= Dataset extract =
┏━━

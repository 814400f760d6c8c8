//! HTTP API the site's chat widget talks to.

mod routes;
mod types;

pub use routes::serve;
pub use types::{ChatReply, ChatRequest, HealthResponse, HistoryMessage, HistoryRole};
//! Conversation milestone tools.
//!
//! The model records milestones (a visitor's email, an end-of-conversation
//! summary, a question it could not answer) by calling one of the tools
//! declared here. Dispatch is a closed enum resolved at compile time: every
//! tool name maps to a variant with a typed argument struct, so a typo in a
//! handler name cannot silently bind to nothing. An *unknown* name coming
//! from the model still yields an empty result rather than a failed turn,
//! since a hallucinated tool call must not break the conversation.
//!
//! Summary fields are scrubbed host-side before they reach the notifier:
//! the prompt asks the model to strip PII, and the handlers enforce it.

use std::sync::Arc;

use serde::Deserialize;
use serde_json::{json, Value};

use crate::llm::ToolSchema;
use crate::notify::Notifier;

mod scrub;

pub use scrub::scrub_pii;

/// The closed set of tools the model may call.
#[derive(Debug, Clone, Copy, PartialEq, Eq)]
pub enum ToolKind {
    RecordUserDetails,
    RecordConversation,
    RecordUnknownQuestion,
}

impl ToolKind {
    pub const ALL: [ToolKind; 3] = [
        ToolKind::RecordUserDetails,
        ToolKind::RecordConversation,
        ToolKind::RecordUnknownQuestion,
    ];

    /// Resolve a wire name to a tool kind.
    pub fn from_name(name: &str) -> Option<Self> {
        match name {
            "record_user_details" => Some(ToolKind::RecordUserDetails),
            "record_conversation" => Some(ToolKind::RecordConversation),
            "record_unknown_question" => Some(ToolKind::RecordUnknownQuestion),
            _ => None,
        }
    }

    pub fn name(&self) -> &'static str {
        match self {
            ToolKind::RecordUserDetails => "record_user_details",
            ToolKind::RecordConversation => "record_conversation",
            ToolKind::RecordUnknownQuestion => "record_unknown_question",
        }
    }

    /// The function schema advertised to the model.
    pub fn schema(&self) -> ToolSchema {
        match self {
            ToolKind::RecordUserDetails => ToolSchema::function(
                self.name(),
                "Use this tool to record that a visitor provided an email address",
                json!({
                    "type": "object",
                    "properties": {
                        "conversation_id": {
                            "type": "string",
                            "description": "The conversation id"
                        },
                        "email": {
                            "type": "string",
                            "description": "The email address of this visitor"
                        },
                        "name": {
                            "type": "string",
                            "description": "The visitor's name, if they provided it"
                        },
                        "notes": {
                            "type": "string",
                            "description": "Context worth following up on"
                        },
                        "summary": {
                            "type": "string",
                            "description": "Summary of the conversation so far (PII removed)"
                        }
                    },
                    "required": ["conversation_id", "email"],
                    "additionalProperties": false
                }),
            ),
            ToolKind::RecordConversation => ToolSchema::function(
                self.name(),
                "Use this tool to record a summary of the conversation when it ends",
                json!({
                    "type": "object",
                    "properties": {
                        "conversation_id": {
                            "type": "string",
                            "description": "The conversation id"
                        },
                        "summary": {
                            "type": "string",
                            "description": "Summary of the entire conversation (PII removed)"
                        },
                        "unanswered_questions": {
                            "type": "string",
                            "description": "Questions the documents could not answer"
                        }
                    },
                    "required": ["conversation_id", "summary"],
                    "additionalProperties": false
                }),
            ),
            ToolKind::RecordUnknownQuestion => ToolSchema::function(
                self.name(),
                "Use this tool to record a question that could not be answered from the documents",
                json!({
                    "type": "object",
                    "properties": {
                        "conversation_id": {
                            "type": "string",
                            "description": "The conversation id"
                        },
                        "question": {
                            "type": "string",
                            "description": "The question that could not be answered"
                        }
                    },
                    "required": ["conversation_id", "question"],
                    "additionalProperties": false
                }),
            ),
        }
    }
}

#[derive(Debug, Deserialize)]
#[serde(deny_unknown_fields)]
struct RecordUserDetailsArgs {
    conversation_id: String,
    email: String,
    #[serde(default = "name_not_provided")]
    name: String,
    #[serde(default)]
    notes: Option<String>,
    #[serde(default)]
    summary: Option<String>,
}

fn name_not_provided() -> String {
    "not provided".to_string()
}

#[derive(Debug, Deserialize)]
#[serde(deny_unknown_fields)]
struct RecordConversationArgs {
    conversation_id: String,
    summary: String,
    #[serde(default)]
    unanswered_questions: Option<String>,
}

#[derive(Debug, Deserialize)]
#[serde(deny_unknown_fields)]
struct RecordUnknownQuestionArgs {
    conversation_id: String,
    question: String,
}

/// The tool set the agent loop dispatches into.
pub struct ToolSet {
    notifier: Arc<dyn Notifier>,
}

impl ToolSet {
    pub fn new(notifier: Arc<dyn Notifier>) -> Self {
        Self { notifier }
    }

    /// Schemas for every declared tool, sent with each model request.
    pub fn schemas(&self) -> Vec<ToolSchema> {
        ToolKind::ALL.iter().map(ToolKind::schema).collect()
    }

    /// Execute one tool call and return its result object.
    ///
    /// An unknown tool name or arguments that fail the declared schema
    /// (missing required field, unexpected field, wrong type) produce an
    /// empty object. The turn always continues.
    pub async fn dispatch(&self, name: &str, arguments: &str) -> Value {
        let Some(kind) = ToolKind::from_name(name) else {
            tracing::warn!("Model called unknown tool: {}", name);
            return json!({});
        };

        tracing::info!("Tool called: {}", name);

        match kind {
            ToolKind::RecordUserDetails => {
                let args: RecordUserDetailsArgs = match serde_json::from_str(arguments) {
                    Ok(args) => args,
                    Err(e) => return reject_arguments(name, e),
                };
                self.record_user_details(args).await
            }
            ToolKind::RecordConversation => {
                let args: RecordConversationArgs = match serde_json::from_str(arguments) {
                    Ok(args) => args,
                    Err(e) => return reject_arguments(name, e),
                };
                self.record_conversation(args).await
            }
            ToolKind::RecordUnknownQuestion => {
                let args: RecordUnknownQuestionArgs = match serde_json::from_str(arguments) {
                    Ok(args) => args,
                    Err(e) => return reject_arguments(name, e),
                };
                self.record_unknown_question(args).await
            }
        }
    }

    async fn record_user_details(&self, args: RecordUserDetailsArgs) -> Value {
        let summary = scrub_summary(args.summary.as_deref().unwrap_or(""), &args.name);
        let body = format!(
            "Conversation {}\nEmail: {}\nName: {}\nNotes: {}\nSummary (PII removed): {}",
            args.conversation_id,
            args.email,
            args.name,
            args.notes.as_deref().unwrap_or("not provided"),
            summary,
        );
        self.notifier
            .send("New email from a visitor", &body)
            .await;
        recorded_ok()
    }

    async fn record_conversation(&self, args: RecordConversationArgs) -> Value {
        let body = format!(
            "Conversation {}\nUnanswered questions: {}\nSummary (PII removed): {}",
            args.conversation_id,
            args.unanswered_questions.as_deref().unwrap_or("none"),
            scrub_pii(&args.summary),
        );
        self.notifier.send("Conversation summary", &body).await;
        recorded_ok()
    }

    async fn record_unknown_question(&self, args: RecordUnknownQuestionArgs) -> Value {
        let body = format!(
            "Conversation {}\nQuestion: {}",
            args.conversation_id, args.question,
        );
        self.notifier.send("Unanswered question", &body).await;
        recorded_ok()
    }
}

/// Scrub a summary field: general PII patterns plus the visitor's own name
/// when one was provided.
fn scrub_summary(summary: &str, visitor_name: &str) -> String {
    let scrubbed = scrub_pii(summary);
    if visitor_name == "not provided" || visitor_name.trim().is_empty() {
        return scrubbed;
    }
    scrub::scrub_name(&scrubbed, visitor_name)
}

fn reject_arguments(name: &str, error: serde_json::Error) -> Value {
    tracing::warn!("Rejected arguments for tool {}: {}", name, error);
    json!({})
}

fn recorded_ok() -> Value {
    json!({"recorded": "ok"})
}

#[cfg(test)]
mod tests {
    use super::*;
    use crate::notify::RecordingNotifier;

    fn tool_set() -> (ToolSet, Arc<RecordingNotifier>) {
        let notifier = Arc::new(RecordingNotifier::new());
        (ToolSet::new(notifier.clone()), notifier)
    }

    #[test]
    fn every_tool_name_round_trips() {
        for kind in ToolKind::ALL {
            assert_eq!(ToolKind::from_name(kind.name()), Some(kind));
        }
        assert_eq!(ToolKind::from_name("open_pod_bay_doors"), None);
    }

    #[test]
    fn schemas_cover_all_tools() {
        let (tools, _) = tool_set();
        let schemas = tools.schemas();
        assert_eq!(schemas.len(), ToolKind::ALL.len());
    }

    #[tokio::test]
    async fn unknown_tool_returns_empty_object_without_notifying() {
        let (tools, notifier) = tool_set();
        let result = tools.dispatch("open_pod_bay_doors", "{}").await;
        assert_eq!(result, json!({}));
        assert!(notifier.sent().is_empty());
    }

    #[tokio::test]
    async fn record_user_details_notifies_with_email_and_notes() {
        let (tools, notifier) = tool_set();
        let result = tools
            .dispatch(
                "record_user_details",
                r#"{"conversation_id": "c-1", "email": "jane@example.com",
                    "notes": "wants a consulting quote",
                    "summary": "Visitor asked about rates"}"#,
            )
            .await;

        assert_eq!(result, json!({"recorded": "ok"}));
        let sent = notifier.sent();
        assert_eq!(sent.len(), 1);
        let (title, body) = &sent[0];
        assert_eq!(title, "New email from a visitor");
        assert!(body.contains("jane@example.com"));
        assert!(body.contains("wants a consulting quote"));
        assert!(body.contains("c-1"));
    }

    #[tokio::test]
    async fn summary_field_is_scrubbed_even_when_model_leaks_pii() {
        let (tools, notifier) = tool_set();
        tools
            .dispatch(
                "record_user_details",
                r#"{"conversation_id": "c-1", "email": "jane@example.com",
                    "name": "Jane Doe",
                    "summary": "Jane Doe (jane@example.com, +48 123 456 789) asked about rates"}"#,
            )
            .await;

        let sent = notifier.sent();
        let body = &sent[0].1;
        let summary_line = body
            .lines()
            .find(|l| l.starts_with("Summary"))
            .expect("summary line");
        assert!(!summary_line.contains("jane@example.com"));
        assert!(!summary_line.contains("Jane Doe"));
        assert!(!summary_line.contains("123 456 789"));
        assert!(summary_line.contains("asked about rates"));
        // The explicit email field itself is exempt from scrubbing.
        assert!(body.contains("Email: jane@example.com"));
    }

    #[tokio::test]
    async fn missing_required_field_is_rejected_silently() {
        let (tools, notifier) = tool_set();
        let result = tools
            .dispatch("record_user_details", r#"{"conversation_id": "c-1"}"#)
            .await;
        assert_eq!(result, json!({}));
        assert!(notifier.sent().is_empty());
    }

    #[tokio::test]
    async fn extra_fields_are_rejected() {
        let (tools, notifier) = tool_set();
        let result = tools
            .dispatch(
                "record_unknown_question",
                r#"{"conversation_id": "c-1", "question": "?", "rm_rf": true}"#,
            )
            .await;
        assert_eq!(result, json!({}));
        assert!(notifier.sent().is_empty());
    }

    #[tokio::test]
    async fn unknown_question_notification_carries_literal_question() {
        let (tools, notifier) = tool_set();
        let result = tools
            .dispatch(
                "record_unknown_question",
                r#"{"conversation_id": "c-1", "question": "What is your favorite color?"}"#,
            )
            .await;

        assert_eq!(result, json!({"recorded": "ok"}));
        let sent = notifier.sent();
        assert_eq!(sent.len(), 1);
        assert!(sent[0].1.contains("What is your favorite color?"));
    }

    #[tokio::test]
    async fn conversation_summary_defaults_unanswered_to_none() {
        let (tools, notifier) = tool_set();
        tools
            .dispatch(
                "record_conversation",
                r#"{"conversation_id": "c-9", "summary": "Friendly chat about career"}"#,
            )
            .await;

        let sent = notifier.sent();
        assert_eq!(sent.len(), 1);
        assert!(sent[0].1.contains("Unanswered questions: none"));
        assert!(sent[0].1.contains("Friendly chat about career"));
    }
}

┗━━

= Work item =
What lines in the material above hold the word "called"? Pull them out.

= Exercise answer =
            tracing::warn!("Model called unknown tool: {}", name);
        tracing::info!("Tool called: {}", name);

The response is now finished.